Preventive restructurings enable debtors in financial difficulties to avoid insolvency proceedings and to continue their businesses on the basis of an agreed restructuring plan. The adoption of that restructuring plan requires the vote of the majority (usually 75%) of affected creditors.
The Restructuring Directive provides a diverse toolkit for preventive restructurings. Key features of preventive restructuring frameworks include the suspension of creditor enforcement actions and of the obligation to file for insolvency. Also, ipso facto clauses (that permit contract termination or modification on insolvency) will be overridden. Most importantly, the Restructuring Directive provides for (cross-class) cramdown and certain protections for new and interim financings.
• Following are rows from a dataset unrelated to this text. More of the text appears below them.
use std::fmt;
use std::fs;
use std::io::ErrorKind;
use std::path::Path;

use bitvec::prelude::*;
use rand::Rng;

use crate::error::{GlauberError, Result};

/// How out-of-range row/column indices are treated.
#[derive(Clone, Copy, Debug, PartialEq, Eq, Default)]
pub enum IndexMode {
    /// Indices outside `[0, dim)` are a contract violation
    #[default]
    Bounded,
    /// Indices are reduced modulo the dimension, negative ones included
    Wraparound,
}

/// Bit-packed 2-D boolean matrix stored row-major.
///
/// Backed by a most-significant-bit-first `BitVec<u8>`, so the raw bytes
/// are also the on-disk checkpoint layout. The unused bits of the last
/// byte start at zero and are never written.
#[derive(Clone, PartialEq, Eq)]
pub struct BitMatrix {
    nrow: usize,
    ncol: usize,
    bits: BitVec<u8, Msb0>,
    mode: IndexMode,
}

impl BitMatrix {
    /// All-zero matrix
    pub fn new(nrow: usize, ncol: usize) -> Self {
        Self {
            nrow,
            ncol,
            bits: BitVec::repeat(false, nrow * ncol),
            mode: IndexMode::Bounded,
        }
    }

    /// Matrix from row-major bits; panics if the count does not match the shape
    pub fn from_bits(nrow: usize, ncol: usize, bits: impl IntoIterator<Item = bool>) -> Self {
        let mut matrix = Self::new(nrow, ncol);
        let mut written = 0;
        for (flat, bit) in bits.into_iter().enumerate() {
            assert!(flat < nrow * ncol, "more bits than a {nrow}x{ncol} matrix holds");
            matrix.bits.set(flat, bit);
            written += 1;
        }
        assert_eq!(written, nrow * ncol, "bit count does not match {nrow}x{ncol}");
        matrix
    }

    /// Square matrix with every cell an independent Bernoulli(p) draw,
    /// sampled in row-major order.
    pub fn random<R: Rng + ?Sized>(n: usize, p: f64, rng: &mut R) -> Self {
        let mut matrix = Self::new(n, n);
        for flat in 0..n * n {
            if rng.gen_bool(p) {
                matrix.bits.set(flat, true);
            }
        }
        matrix
    }

    pub fn with_index_mode(mut self, mode: IndexMode) -> Self {
        self.mode = mode;
        self
    }

    pub fn set_index_mode(&mut self, mode: IndexMode) {
        self.mode = mode;
    }

    pub fn index_mode(&self) -> IndexMode {
        self.mode
    }

    pub fn shape(&self) -> (usize, usize) {
        (self.nrow, self.ncol)
    }

    pub fn len(&self) -> usize {
        self.bits.len()
    }

    pub fn is_empty(&self) -> bool {
        self.bits.is_empty()
    }

    /// Raw packed bytes, exactly the checkpoint file contents
    pub fn as_bytes(&self) -> &[u8] {
        self.bits.as_raw_slice()
    }

    fn flat_index(&self, row: isize, col: isize) -> Result<usize> {
        let out_of_range = || GlauberError::OutOfRange {
            row,
            col,
            nrow: self.nrow,
            ncol: self.ncol,
        };
        let (r, c) = match self.mode {
            IndexMode::Bounded => {
                if row < 0 || col < 0 || row as usize >= self.nrow || col as usize >= self.ncol {
                    return Err(out_of_range());
                }
                (row as usize, col as usize)
            }
            IndexMode::Wraparound => {
                if self.is_empty() {
                    return Err(out_of_range());
                }
                (
                    row.rem_euclid(self.nrow as isize) as usize,
                    col.rem_euclid(self.ncol as isize) as usize,
                )
            }
        };
        Ok(r * self.ncol + c)
    }

    pub fn try_get(&self, row: isize, col: isize) -> Result<bool> {
        Ok(self.bits[self.flat_index(row, col)?])
    }

    pub fn try_set(&mut self, row: isize, col: isize, bit: bool) -> Result<()> {
        let flat = self.flat_index(row, col)?;
        self.bits.set(flat, bit);
        Ok(())
    }

    /// Read one cell.
    ///
    /// # Panics
    ///
    /// On an out-of-range index in [`IndexMode::Bounded`].
    pub fn get(&self, row: isize, col: isize) -> bool {
        match self.try_get(row, col) {
            Ok(bit) => bit,
            Err(e) => panic!("{e}"),
        }
    }

    /// Write one cell.
    ///
    /// # Panics
    ///
    /// On an out-of-range index in [`IndexMode::Bounded`].
    pub fn set(&mut self, row: isize, col: isize, bit: bool) {
        if let Err(e) = self.try_set(row, col, bit) {
            panic!("{e}");
        }
    }

    fn row_bits(&self, row: usize) -> &BitSlice<u8, Msb0> {
        let start = row * self.ncol;
        &self.bits[start..start + self.ncol]
    }

    /// Bits of one row
    pub fn row(&self, row: usize) -> Vec<bool> {
        assert!(row < self.nrow, "row {row} out of range for {} rows", self.nrow);
        self.row_bits(row).iter().by_vals().collect()
    }

    /// Overwrite the outermost rows and columns with `bit`
    pub fn fill_border(&mut self, bit: bool) {
        if self.is_empty() {
            return;
        }
        let (n, last_row) = (self.ncol, (self.nrow - 1) * self.ncol);
        self.bits[..n].fill(bit);
        self.bits[last_row..].fill(bit);
        for row in 0..self.nrow {
            self.bits.set(row * n, bit);
            self.bits.set(row * n + n - 1, bit);
        }
    }

    /// Set every cell in rows and columns `[lo, hi)`
    pub fn fill_square(&mut self, lo: usize, hi: usize, bit: bool) {
        let hi_col = hi.min(self.ncol);
        if lo >= hi_col {
            return;
        }
        for row in lo..hi.min(self.nrow) {
            let start = row * self.ncol;
            self.bits[start + lo..start + hi_col].fill(bit);
        }
    }

    /// Number of cells equal to `bit`
    pub fn count(&self, bit: bool) -> usize {
        if bit {
            self.bits.count_ones()
        } else {
            self.bits.count_zeros()
        }
    }

    /// Number of set cells that are also set in `mask`
    pub fn count_ones_masked(&self, mask: &BitMatrix) -> usize {
        assert_eq!(self.shape(), mask.shape(), "mask shape mismatch");
        let mut masked = self.bits.clone();
        masked &= mask.bits.as_bitslice();
        masked.count_ones()
    }

    /// Write the packed bytes, no header
    pub fn export(&self, path: impl AsRef<Path>) -> Result<()> {
        fs::write(path.as_ref(), self.as_bytes())?;
        Ok(())
    }

    /// Replace the contents with a file written by [`BitMatrix::export`]
    /// for a matrix of this shape. Trailing bytes and pad bits are ignored.
    pub fn load(&mut self, path: impl AsRef<Path>) -> Result<()> {
        let path = path.as_ref();
        let raw = fs::read(path).map_err(|e| match e.kind() {
            ErrorKind::NotFound => GlauberError::CheckpointNotFound(path.to_path_buf()),
            _ => GlauberError::Io(e),
        })?;

        let expected = self.as_bytes().len();
        if raw.len() < expected {
            return Err(GlauberError::CheckpointTruncated {
                path: path.to_path_buf(),
                expected,
                found: raw.len(),
            });
        }

        let len = self.len();
        self.bits
            .copy_from_bitslice(&raw.view_bits::<Msb0>()[..len]);
        Ok(())
    }

    /// Matrix rendering with the cell at (`row`, `col`) shown as `*`
    pub fn debug_string(&self, row: usize, col: usize) -> String {
        let mut out = String::with_capacity(self.nrow * (self.ncol + 1));
        for r in 0..self.nrow {
            for (c, bit) in self.row_bits(r).iter().by_vals().enumerate() {
                out.push(match (r == row && c == col, bit) {
                    (true, _) => '*',
                    (false, true) => '1',
                    (false, false) => '0',
                });
            }
            out.push('\n');
        }
        out
    }
}

impl fmt::Display for BitMatrix {
    fn fmt(&self, f: &mut fmt::Formatter<'_>) -> fmt::Result {
        for r in 0..self.nrow {
            for bit in self.row_bits(r).iter().by_vals() {
                f.write_str(if bit { "1" } else { "0" })?;
            }
            writeln!(f)?;
        }
        Ok(())
    }
}

impl fmt::Debug for BitMatrix {
    fn fmt(&self, f: &mut fmt::Formatter<'_>) -> fmt::Result {
        write!(f, "BitMatrix {}x{} ({:?})\n{}", self.nrow, self.ncol, self.mode, self)
    }
}

/// Mask of the centred `n_outer - 2 * padding` square
pub fn interior_mask(n_outer: usize, padding: usize) -> BitMatrix {
    let mut mask = BitMatrix::new(n_outer, n_outer);
    mask.fill_square(padding, n_outer.saturating_sub(padding), true);
    mask
}
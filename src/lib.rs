//! Glauber dynamics on square lattices: single runs, checkpointing and
//! parallel batches measuring how often the interior fixes at all ones.

pub mod app;
pub mod config;
pub mod error;
pub mod output;
pub mod simulation;

pub use error::{GlauberError, Result};
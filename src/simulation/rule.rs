//! The Glauber nearest-neighbour majority rule.

use super::cell::{Coord, NEIGHBOR_OFFSETS};
use super::grid::BitMatrix;

/// Sum of the 4 nearest neighbours of `coord`.
///
/// Reads wrap when the lattice is in wraparound mode; on a bordered lattice
/// `coord` must not lie on the border ring.
#[inline]
pub fn neighbor_sum(lattice: &BitMatrix, coord: Coord) -> u8 {
    let (row, col) = (coord.row as isize, coord.col as isize);
    NEIGHBOR_OFFSETS
        .iter()
        .map(|&(dr, dc)| lattice.get(row + dr, col + dc) as u8)
        .sum()
}

/// New value of a vertex whose neighbours sum to `sum`.
///
/// `coin` is only called on a tie, so ties are the only updates that
/// consume randomness.
#[inline]
pub fn glauber_value(sum: u8, coin: impl FnOnce() -> bool) -> bool {
    match sum {
        0 | 1 => false,
        2 => coin(),
        _ => true,
    }
}

/// Whether an update of `coord` could change it: its neighbours are tied,
/// or their majority disagrees with its current value.
///
/// Deliberately wider than the three classic cases (sum 3 under a 0,
/// sum 1 under a 1, a tie): unanimous neighbours also count, sum 4 under
/// a 0 and sum 0 under a 1.
#[inline]
pub fn can_flip(lattice: &BitMatrix, coord: Coord) -> bool {
    let value = lattice.get(coord.row as isize, coord.col as isize);
    match neighbor_sum(lattice, coord) {
        2 => true,
        3 | 4 => !value,
        _ => value,
    }
}

#[cfg(test)]
mod tests {
    use super::*;
    use crate::simulation::grid::IndexMode;

    /// 3x3 lattice with the centre at `center` and the 4 neighbours from `nbs`
    /// (down, right, up, left).
    fn plus(center: bool, nbs: [bool; 4]) -> BitMatrix {
        let mut m = BitMatrix::new(3, 3);
        m.set(1, 1, center);
        for (&(dr, dc), bit) in NEIGHBOR_OFFSETS.iter().zip(nbs) {
            m.set(1 + dr, 1 + dc, bit);
        }
        m
    }

    #[test]
    fn test_majority_decides() {
        assert!(glauber_value(3, || unreachable!()));
        assert!(glauber_value(4, || unreachable!()));
        assert!(!glauber_value(1, || unreachable!()));
        assert!(!glauber_value(0, || unreachable!()));
    }

    #[test]
    fn test_tie_uses_coin() {
        assert!(glauber_value(2, || true));
        assert!(!glauber_value(2, || false));
    }

    #[test]
    fn test_neighbor_sum_ignores_diagonals() {
        let mut m = plus(true, [true, false, true, false]);
        m.set(0, 0, true);
        m.set(2, 2, true);
        assert_eq!(neighbor_sum(&m, Coord::new(1, 1)), 2);
    }

    #[test]
    fn test_neighbor_sum_wraps_on_torus() {
        let mut m = BitMatrix::new(3, 3).with_index_mode(IndexMode::Wraparound);
        m.set(2, 0, true);
        m.set(0, 2, true);
        m.set(1, 0, true);
        assert_eq!(neighbor_sum(&m, Coord::new(0, 0)), 3);
    }

    #[test]
    fn test_can_flip() {
        assert!(can_flip(&plus(false, [true, true, true, false]), Coord::new(1, 1)));
        assert!(!can_flip(&plus(true, [true, true, true, false]), Coord::new(1, 1)));
        assert!(can_flip(&plus(true, [true, false, false, false]), Coord::new(1, 1)));
        assert!(!can_flip(&plus(false, [true, false, false, false]), Coord::new(1, 1)));
        assert!(can_flip(&plus(true, [true, true, false, false]), Coord::new(1, 1)));
        assert!(can_flip(&plus(false, [true, true, false, false]), Coord::new(1, 1)));
        assert!(can_flip(&plus(false, [true; 4]), Coord::new(1, 1)));
        assert!(!can_flip(&plus(true, [true; 4]), Coord::new(1, 1)));
        assert!(can_flip(&plus(true, [false; 4]), Coord::new(1, 1)));
        assert!(!can_flip(&plus(false, [false; 4]), Coord::new(1, 1)));
    }
}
If implemented wisely in national laws, the new restructuring frameworks could be real game changers for restructurings in the European Union.
Member States have started working on transposing the Restructuring Directive into national laws since 2019. Whereas in some Member States preventive restructuring frameworks have already been in in place since quite a time, most Member States are required to create a completely new legal framework for preventive restructurings.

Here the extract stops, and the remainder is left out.